## WHAT TO WORK ON
Return each line of the records holding the string "PlayerPayload".

## MATERIAL PROVIDED
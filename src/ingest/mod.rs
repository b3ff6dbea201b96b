//! # Ingest Module
//!
//! This module pushes harvested records to the remote ingestion endpoints.
//!
//! ## Key Components
//!
//! - `schema`: wire rows for both endpoints and the player layouts
//! - `BatchUploader`: deduplication, chunking, pacing and run statistics
//! - `HttpIngestTransport`: authenticated POSTs to the endpoints
//! - `IngestConfig`: endpoint, secrets and batch settings from the environment

mod config;
mod error;
pub mod schema;
mod transport;
mod uploader;

pub use config::{
    ENV_ANON_KEY, ENV_API_URL, ENV_API_URL_FALLBACK, ENV_BATCH_SIZE, ENV_INGEST_KEY, Endpoint,
    IngestConfig, IngestConfigBuilder,
};
pub use error::IngestError;
pub use schema::{
    ConflictKey, PlayerPayload, PlayerSchema, SpecialMovePayload, canonical_key,
};
pub use transport::{
    HttpIngestTransport, INGEST_KEY_HEADER, IngestResponse, IngestTransport, InvalidEntry,
};
pub use uploader::{BatchProgress, BatchUploader, UploadSummary, dedup_by_conflict_key};

use tracing::warn;

use crate::harvest::{PlayerRecord, SpecialMoveRecord};

/// Adapt player records to `schema`, dropping rows the layout cannot carry.
pub fn player_payloads(records: &[PlayerRecord], schema: PlayerSchema) -> Vec<PlayerPayload> {
    records
        .iter()
        .filter_map(|record| {
            let row = schema.adapt(record);
            if row.is_none() {
                warn!(
                    "Dropping {} ({}): no catalog number for the {} layout",
                    record.name, record.id, schema
                );
            }
            row
        })
        .collect()
}

/// Adapt special-move records to their wire rows.
pub fn special_move_payloads(records: &[SpecialMoveRecord]) -> Vec<SpecialMovePayload> {
    records.iter().map(SpecialMovePayload::from).collect()
}

#[cfg(test)]
mod tests {
    use super::*;
    use crate::ingest::schema::tests::record;

    #[test]
    fn test_canonical_layout_drops_unnumbered_players() {
        let records = vec![record("a", Some(1)), record("b", None), record("c", Some(2))];

        assert_eq!(player_payloads(&records, PlayerSchema::Keyed).len(), 3);

        let rows = player_payloads(&records, PlayerSchema::Canonical);
        let numbers: Vec<_> = rows.iter().map(|r| r.number).collect();
        assert_eq!(numbers, vec![Some(1), Some(2)]);
    }
}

## WRITTEN RESPONSE
    ConflictKey, PlayerPayload, PlayerSchema, SpecialMovePayload, canonical_key,
pub fn player_payloads(records: &[PlayerRecord], schema: PlayerSchema) -> Vec<PlayerPayload> {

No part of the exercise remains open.